LabCom V5 - Laboratoires communs organismes de recherche publics – PME/ETI

Joint Laboratory on Electromechanical Transducers and Micro-converters for Medical applicationS – Lab-TMEMS

Submission summary

The importance of implantable or miniaturised medical devices in terms of public health is now recognised by many national and international authorities. It is a rapidly developing field with an increase of annual turnover that has been close to 10% for several years. Such devices play an important role in many medical applications and for well being such as assisting elderly or handicapped persons and helping them to remain at home, contributing to reliable diagnostics, to localised or targeted therapies or for guidance during surgery, etc… The devices addressed by this joint laboratory are miniature electromechanical converters that can transform mechanical energy into electrical energy or vice-versa. A joint platform will be setup, including modelling/design tools as well as characterisation and technological systems, in order to develop new devices. The two first developments will be:
• Implantable mechanical energy harvesters ((typ. 10×5×0,1 mm3) that use the heart’s movements to produce enough energy (mean power of 10 µWatt )so that systems can become autonomous;
• Small size ultrasonic emitting transducers to produce high intensity waves, i.e. HIFU (High Intensity Focused Ultrasound) that can locally destroy (burn) malignant tissues, more precisely brain tumours.

There are two main electromechanical conversion technologies that are compatible with the constraints imposed by miniaturisation: piezoelectric structures and devices based on electrostatic forces, i.e.cMUTs(capacitive Micromachined Ultrasonic Transducers). For energy harvesting, piezoelectricity is the best adapted because no external electrical source is required. For high intensity ultrasound generation, cMUTs have a high potential.

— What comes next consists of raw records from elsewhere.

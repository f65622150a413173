use super::error::StorageError;
use dashmap::{DashMap, DashSet};
use std::future::Future;
use std::io::ErrorKind;
use std::path::{Component, Path, PathBuf};
use std::sync::Arc;
use std::time::Duration;
use tokio::fs::{File, OpenOptions};
use tracing::{debug, warn};

const OPEN_RETRIES: u32 = 3;
const OPEN_RETRY_DELAY: Duration = Duration::from_millis(50);

/// An open file shared between the handle cache and queued disk operations.
///
/// The disk worker is the only thread that seeks and transfers through the
/// handle; the mutex exists so `close` can sync it from another thread.
pub struct FileHandle {
    path: PathBuf,
    file: parking_lot::Mutex<std::fs::File>,
    writable: bool,
}

impl FileHandle {
    pub(crate) fn new(path: PathBuf, file: std::fs::File, writable: bool) -> Self {
        Self {
            path,
            file: parking_lot::Mutex::new(file),
            writable,
        }
    }

    pub fn path(&self) -> &Path {
        &self.path
    }

    pub fn is_writable(&self) -> bool {
        self.writable
    }

    pub(crate) fn file(&self) -> parking_lot::MutexGuard<'_, std::fs::File> {
        self.file.lock()
    }

    pub(crate) fn sync(&self) -> std::io::Result<()> {
        if self.writable {
            self.file.lock().sync_all()?;
        }
        Ok(())
    }
}

impl std::fmt::Debug for FileHandle {
    fn fmt(&self, f: &mut std::fmt::Formatter<'_>) -> std::fmt::Result {
        f.debug_struct("FileHandle")
            .field("path", &self.path)
            .field("writable", &self.writable)
            .finish()
    }
}

pub(crate) fn validate_file_path(file_path: &Path) -> Result<(), StorageError> {
    for component in file_path.components() {
        match component {
            Component::ParentDir | Component::RootDir | Component::Prefix(_) => {
                return Err(StorageError::PathTraversal(file_path.display().to_string()));
            }
            _ => {}
        }
    }
    Ok(())
}

/// Lazily opened file handles keyed by resolved path.
///
/// Paths that were confirmed missing on a read are remembered so repeated
/// reads of a file we haven't downloaded yet fail without a syscall.
pub(crate) struct HandleCache {
    root: PathBuf,
    handles: DashMap<PathBuf, Arc<FileHandle>>,
    missing: DashSet<PathBuf>,
    open_lock: tokio::sync::Mutex<()>,
}

impl HandleCache {
    pub(crate) fn new(root: PathBuf) -> Self {
        Self {
            root,
            handles: DashMap::new(),
            missing: DashSet::new(),
            open_lock: tokio::sync::Mutex::new(()),
        }
    }

    pub(crate) fn resolve(&self, relative: &Path) -> PathBuf {
        self.root.join(relative)
    }

    pub(crate) fn is_known_missing(&self, relative: &Path) -> bool {
        self.missing.contains(&self.resolve(relative))
    }

    pub(crate) async fn get_read(&self, relative: &Path) -> Result<Arc<FileHandle>, StorageError> {
        let path = self.resolve(relative);

        if let Some(handle) = self.handles.get(&path) {
            return Ok(handle.clone());
        }
        if self.missing.contains(&path) {
            return Err(StorageError::FileNotFound(path.display().to_string()));
        }

        let _guard = self.open_lock.lock().await;
        if let Some(handle) = self.handles.get(&path) {
            return Ok(handle.clone());
        }

        let opened = open_with_retry(&path, || {
            let path = path.clone();
            async move { File::open(&path).await }
        })
        .await;

        let file = match opened {
            Ok(file) => file,
            Err(e) if e.kind() == ErrorKind::NotFound => {
                debug!("{} does not exist yet", path.display());
                self.missing.insert(path.clone());
                return Err(StorageError::FileNotFound(path.display().to_string()));
            }
            Err(e) => return Err(e.into()),
        };

        let handle = Arc::new(FileHandle::new(path.clone(), file, false));
        self.handles.insert(path, handle.clone());
        Ok(handle)
    }

    pub(crate) async fn get_write(&self, relative: &Path) -> Result<Arc<FileHandle>, StorageError> {
        let path = self.resolve(relative);

        if let Some(handle) = self.handles.get(&path) {
            if handle.is_writable() {
                return Ok(handle.clone());
            }
        }

        let _guard = self.open_lock.lock().await;
        if let Some(handle) = self.handles.get(&path) {
            if handle.is_writable() {
                return Ok(handle.clone());
            }
        }

        if let Some(parent) = path.parent() {
            tokio::fs::create_dir_all(parent).await?;
        }

        let file = open_with_retry(&path, || {
            let path = path.clone();
            async move {
                OpenOptions::new()
                    .create(true)
                    .read(true)
                    .write(true)
                    .truncate(false)
                    .open(&path)
                    .await
            }
        })
        .await?;

        // Replaces any read-only handle; reads already queued keep theirs.
        let handle = Arc::new(FileHandle::new(path.clone(), file, true));
        self.handles.insert(path.clone(), handle.clone());
        self.missing.remove(&path);
        Ok(handle)
    }

    /// Removes every cached handle and returns them.
    pub(crate) fn drain(&self) -> Vec<Arc<FileHandle>> {
        let keys: Vec<PathBuf> = self.handles.iter().map(|r| r.key().clone()).collect();
        keys.into_iter()
            .filter_map(|key| self.handles.remove(&key).map(|(_, handle)| handle))
            .collect()
    }

    pub(crate) fn open_count(&self) -> usize {
        self.handles.len()
    }
}

fn is_transient(e: &std::io::Error) -> bool {
    !matches!(
        e.kind(),
        ErrorKind::NotFound
            | ErrorKind::PermissionDenied
            | ErrorKind::InvalidInput
            | ErrorKind::AlreadyExists
    )
}

async fn open_with_retry<F, Fut>(path: &Path, mut open: F) -> std::io::Result<std::fs::File>
where
    F: FnMut() -> Fut,
    Fut: Future<Output = std::io::Result<File>>,
{
    let mut attempt = 0;
    loop {
        match open().await {
            Ok(file) => return Ok(file.into_std().await),
            Err(e) if is_transient(&e) && attempt + 1 < OPEN_RETRIES => {
                attempt += 1;
                warn!(
                    "Opening {} failed (attempt {}/{}): {}",
                    path.display(),
                    attempt,
                    OPEN_RETRIES,
                    e
                );
                tokio::time::sleep(OPEN_RETRY_DELAY * attempt).await;
            }
            Err(e) => return Err(e),
        }
    }
}
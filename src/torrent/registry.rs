use crate::peer::{BlockAddress, Message, PeerId};
use dashmap::mapref::entry::Entry;
use dashmap::DashMap;
use parking_lot::Mutex;
use std::fmt;
use std::net::SocketAddr;
use std::sync::atomic::{AtomicU64, AtomicUsize, Ordering};
use tokio::sync::mpsc;

/// Stable handle of an admitted session.
#[derive(Debug, Clone, Copy, PartialEq, Eq, Hash, PartialOrd, Ord)]
pub struct SessionId(pub(crate) u64);

impl fmt::Display for SessionId {
    fn fmt(&self, f: &mut fmt::Formatter<'_>) -> fmt::Result {
        write!(f, "#{}", self.0)
    }
}

/// Work handed to a session task from outside it.
///
/// Commands are drained in order by the task that owns the socket, so
/// everything sent to one peer stays FIFO.
#[derive(Debug, Clone, PartialEq, Eq)]
pub enum Command {
    Send(Message),
    SetChoking(bool),
    SetInterested(bool),
    /// Withdraw an outstanding request, telling the peer.
    Cancel(BlockAddress),
    Close,
}

/// What the choker needs to know about a session.
#[derive(Debug, Clone, Copy, Default)]
pub struct PeerStats {
    pub download_rate: f64,
    pub upload_rate: f64,
    pub interested: bool,
    pub choked: bool,
}

struct SessionEntry {
    addr: SocketAddr,
    peer_id: PeerId,
    commands: mpsc::UnboundedSender<Command>,
    stats: Mutex<PeerStats>,
}

/// Arena of active sessions with a peer-id index.
pub struct SessionRegistry {
    sessions: DashMap<SessionId, SessionEntry>,
    by_peer: DashMap<PeerId, SessionId>,
    next_id: AtomicU64,
    /// Admitted sessions, reserved before anything is inserted.
    slots: AtomicUsize,
    max_peers: usize,
}

impl SessionRegistry {
    pub fn new(max_peers: usize) -> Self {
        Self {
            sessions: DashMap::new(),
            by_peer: DashMap::new(),
            next_id: AtomicU64::new(1),
            slots: AtomicUsize::new(0),
            max_peers,
        }
    }

    /// Admits a session whose handshake completed.
    ///
    /// Returns `None` when the registry is full or the peer is already
    /// connected. Otherwise returns the new id and the command receiver the
    /// session task must drain.
    pub fn admit(
        &self,
        peer_id: PeerId,
        addr: SocketAddr,
    ) -> Option<(SessionId, mpsc::UnboundedReceiver<Command>)> {
        self.slots
            .fetch_update(Ordering::AcqRel, Ordering::Acquire, |taken| {
                (taken < self.max_peers).then_some(taken + 1)
            })
            .ok()?;

        let id = SessionId(self.next_id.fetch_add(1, Ordering::Relaxed));
        match self.by_peer.entry(peer_id) {
            Entry::Occupied(_) => {
                self.slots.fetch_sub(1, Ordering::AcqRel);
                return None;
            }
            Entry::Vacant(slot) => {
                slot.insert(id);
            }
        }

        let (tx, rx) = mpsc::unbounded_channel();
        self.sessions.insert(
            id,
            SessionEntry {
                addr,
                peer_id,
                commands: tx,
                stats: Mutex::new(PeerStats {
                    choked: true,
                    ..PeerStats::default()
                }),
            },
        );
        Some((id, rx))
    }

    pub fn remove(&self, id: SessionId) {
        if let Some((_, entry)) = self.sessions.remove(&id) {
            self.by_peer.remove_if(&entry.peer_id, |_, current| *current == id);
            self.slots.fetch_sub(1, Ordering::AcqRel);
        }
    }

    /// Queues a command for one session. Returns false if it is gone.
    pub fn send(&self, id: SessionId, command: Command) -> bool {
        self.sessions
            .get(&id)
            .is_some_and(|entry| entry.commands.send(command).is_ok())
    }

    /// Queues a message for every session.
    pub fn broadcast(&self, message: &Message) {
        for entry in self.sessions.iter() {
            let _ = entry.commands.send(Command::Send(message.clone()));
        }
    }

    /// Queues a command for every session.
    pub fn broadcast_command(&self, command: &Command) {
        for entry in self.sessions.iter() {
            let _ = entry.commands.send(command.clone());
        }
    }

    pub fn update_stats(&self, id: SessionId, stats: PeerStats) {
        if let Some(entry) = self.sessions.get(&id) {
            *entry.stats.lock() = stats;
        }
    }

    pub fn stats(&self) -> Vec<(SessionId, PeerStats)> {
        let mut stats: Vec<_> = self
            .sessions
            .iter()
            .map(|entry| (*entry.key(), *entry.stats.lock()))
            .collect();
        stats.sort_by_key(|(id, _)| *id);
        stats
    }

    pub fn unchoked_count(&self) -> usize {
        self.sessions
            .iter()
            .filter(|entry| !entry.stats.lock().choked)
            .count()
    }

    pub fn contains_addr(&self, addr: &SocketAddr) -> bool {
        self.sessions.iter().any(|entry| entry.addr == *addr)
    }

    pub fn contains_peer(&self, peer_id: &PeerId) -> bool {
        self.by_peer.contains_key(peer_id)
    }

    pub fn len(&self) -> usize {
        self.sessions.len()
    }

    pub fn is_empty(&self) -> bool {
        self.sessions.is_empty()
    }

    /// Tells every session to close and forgets them all.
    pub fn clear(&self) {
        self.broadcast_command(&Command::Close);
        let ids: Vec<SessionId> = self.sessions.iter().map(|entry| *entry.key()).collect();
        for id in ids {
            self.remove(id);
        }
    }
}

#[cfg(test)]
mod tests {
    use super::*;
    use std::sync::{Arc, Barrier};

    fn addr(port: u16) -> SocketAddr {
        SocketAddr::from(([127, 0, 0, 1], port))
    }

    #[test]
    fn test_admit_and_remove() {
        let registry = SessionRegistry::new(10);
        let peer = PeerId([1; 20]);

        let (id, _rx) = registry.admit(peer, addr(1)).unwrap();
        assert_eq!(registry.len(), 1);
        assert!(registry.contains_peer(&peer));
        assert!(registry.contains_addr(&addr(1)));

        assert!(registry.admit(peer, addr(2)).is_none());

        registry.remove(id);
        assert!(registry.is_empty());
        assert!(!registry.contains_peer(&peer));
        assert!(registry.admit(peer, addr(2)).is_some());
    }

    #[test]
    fn test_duplicate_refusal_releases_slot() {
        let registry = SessionRegistry::new(2);
        let (a, _rx_a) = registry.admit(PeerId([1; 20]), addr(1)).unwrap();
        assert!(registry.admit(PeerId([1; 20]), addr(2)).is_none());
        let (_b, _rx_b) = registry.admit(PeerId([2; 20]), addr(3)).unwrap();
        assert!(registry.admit(PeerId([3; 20]), addr(4)).is_none());

        registry.remove(a);
        assert!(registry.admit(PeerId([3; 20]), addr(4)).is_some());

        registry.clear();
        assert!(registry.is_empty());
        assert!(registry.admit(PeerId([4; 20]), addr(5)).is_some());
    }

    #[test]
    fn test_concurrent_admission_respects_max_peers() {
        let registry = Arc::new(SessionRegistry::new(1));

        for round in 0..200u8 {
            let barrier = Arc::new(Barrier::new(8));
            let handles: Vec<_> = (0..8u8)
                .map(|n| {
                    let registry = registry.clone();
                    let barrier = barrier.clone();
                    std::thread::spawn(move || {
                        barrier.wait();
                        registry
                            .admit(PeerId([n; 20]), addr(1000 + n as u16))
                            .map(|(id, _rx)| id)
                    })
                })
                .collect();

            let admitted: Vec<SessionId> = handles
                .into_iter()
                .filter_map(|h| h.join().unwrap())
                .collect();
            assert_eq!(admitted.len(), 1, "round {}", round);
            assert_eq!(registry.len(), 1);
            registry.remove(admitted[0]);
        }
    }

    #[test]
    fn test_max_peers() {
        let registry = SessionRegistry::new(2);
        let _a = registry.admit(PeerId([1; 20]), addr(1)).unwrap();
        let _b = registry.admit(PeerId([2; 20]), addr(2)).unwrap();
        assert!(registry.admit(PeerId([3; 20]), addr(3)).is_none());
        assert_eq!(registry.len(), 2);
    }

    #[test]
    fn test_commands_are_fifo() {
        let registry = SessionRegistry::new(10);
        let (id, mut rx) = registry.admit(PeerId([1; 20]), addr(1)).unwrap();

        assert!(registry.send(id, Command::SetChoking(false)));
        registry.broadcast(&Message::Have { piece: 3 });
        registry.clear();

        assert_eq!(rx.try_recv().unwrap(), Command::SetChoking(false));
        assert_eq!(
            rx.try_recv().unwrap(),
            Command::Send(Message::Have { piece: 3 })
        );
        assert_eq!(rx.try_recv().unwrap(), Command::Close);
        assert!(!registry.send(id, Command::Close));
    }

    #[test]
    fn test_unchoked_count() {
        let registry = SessionRegistry::new(10);
        let (a, _rx_a) = registry.admit(PeerId([1; 20]), addr(1)).unwrap();
        let (_b, _rx_b) = registry.admit(PeerId([2; 20]), addr(2)).unwrap();
        assert_eq!(registry.unchoked_count(), 0);

        registry.update_stats(
            a,
            PeerStats {
                interested: true,
                choked: false,
                ..PeerStats::default()
            },
        );
        assert_eq!(registry.unchoked_count(), 1);
        assert!(registry.stats()[0].1.interested);
    }
}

The Lab-TMEMS joint laboratory proposal comes after collaborations between GREMAN’s academic teams and VERMON’s R&D engineers through several projects. It aims at creating a joint platform that will reinforce collaborations in the long-term thanks to the combination of the two organisations’ expertise. This will allow to initiate work in novel fields and to extend electromechanical conversion technologies to new medical applications. During the next three years, the consortium’s objectives are to design, manufacture and validate two industrial demonstrators, one for each of the applications described above. The scientific and technological issues addressed by the joint laboratory will cover the complete value chain of the devices, i.e. modelling and design tools, material processing, MEMS technologies and finally integration.
For the HIFU cMUTs, the specificities will be:
• A novel modelling tool for high power operation,
• Choice of materials and their processing technologies adapted to high solicitations and with reduced dielectric ageing,
• 3D integration of cMUT chip with bio-compatible and low loss materials,
• Optimised electrical excitation to limit non-linear effects,

For energy harvesting devices, the specificities will be:
• Design of microgenerators that can harvest vibration energy at very low frequencies (around 10Hz) as compared to harvesters for industrial applications,
• Choice of high efficiency piezoelectric materials with and without lead,
• Depositand patterning of piezoelectric and passive layers, typically in the few tens of micrometers thickness range for which classical machining of bulk materials is not possible, which means that specific thick film technologies will be required.

Project coordination

Dominique Certon (UNIVERSITE DE TOURS F. RABELAIS)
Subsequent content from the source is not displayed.